An LLM-Powered AI Agent Framework for Holistic IoT Traffic Interpretation
This addresses the challenge of deriving meaningful insights from IoT traffic for network security analysts, though it appears incremental as it builds on existing retrieval and transformer methods.
The paper tackles the problem of interpreting diverse IoT network traffic by developing an LLM-powered AI agent framework that converts raw packet captures into structured representations for analysis, achieving substantial improvements in BLEU, ROUGE, METEOR, and BERTScore metrics with hybrid retrieval and demonstrating low computational overhead.

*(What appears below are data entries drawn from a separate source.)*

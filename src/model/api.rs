use serde::{Deserialize, Serialize};

/// The response when an error occurs with an API request
#[derive(Debug, Serialize, Deserialize, utoipa::ToSchema)]
pub struct ErrorDto {
    /// The error message
    pub detail: String,
}

/// Service name and version returned from the API root
#[derive(Debug, Serialize, Deserialize, utoipa::ToSchema)]
pub struct ServiceInfoDto {
    pub message: String,
    pub version: String,
}

/// Liveness response
#[derive(Debug, Serialize, Deserialize, utoipa::ToSchema)]
pub struct HealthDto {
    pub status: String,
}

Internet of Things (IoT) networks generate diverse and high-volume traffic that reflects both normal activity and potential threats. Deriving meaningful insight from such telemetry requires cross-layer interpretation of behaviors, protocols, and context rather than isolated detection. This work presents an LLM-powered AI agent framework that converts raw packet captures into structured and semantically enriched representations for interactive analysis. The framework integrates feature extraction, transformer-based anomaly detection, packet and flow summarization, threat intelligence enrichment, and retrieval-augmented question answering. An AI agent guided by a large language model performs reasoning over the indexed traffic artifacts, assembling evidence to produce accurate and human-readable interpretations. Experimental evaluation on multiple IoT captures and six open models shows that hybrid retrieval, which combines lexical and semantic search with reranking, substantially improves BLEU, ROUGE, METEOR, and BERTScore results compared with dense-only retrieval. System profiling further indicates low CPU, GPU, and memory overhead, demonstrating that the framework achieves holistic and efficient interpretation of IoT network traffic.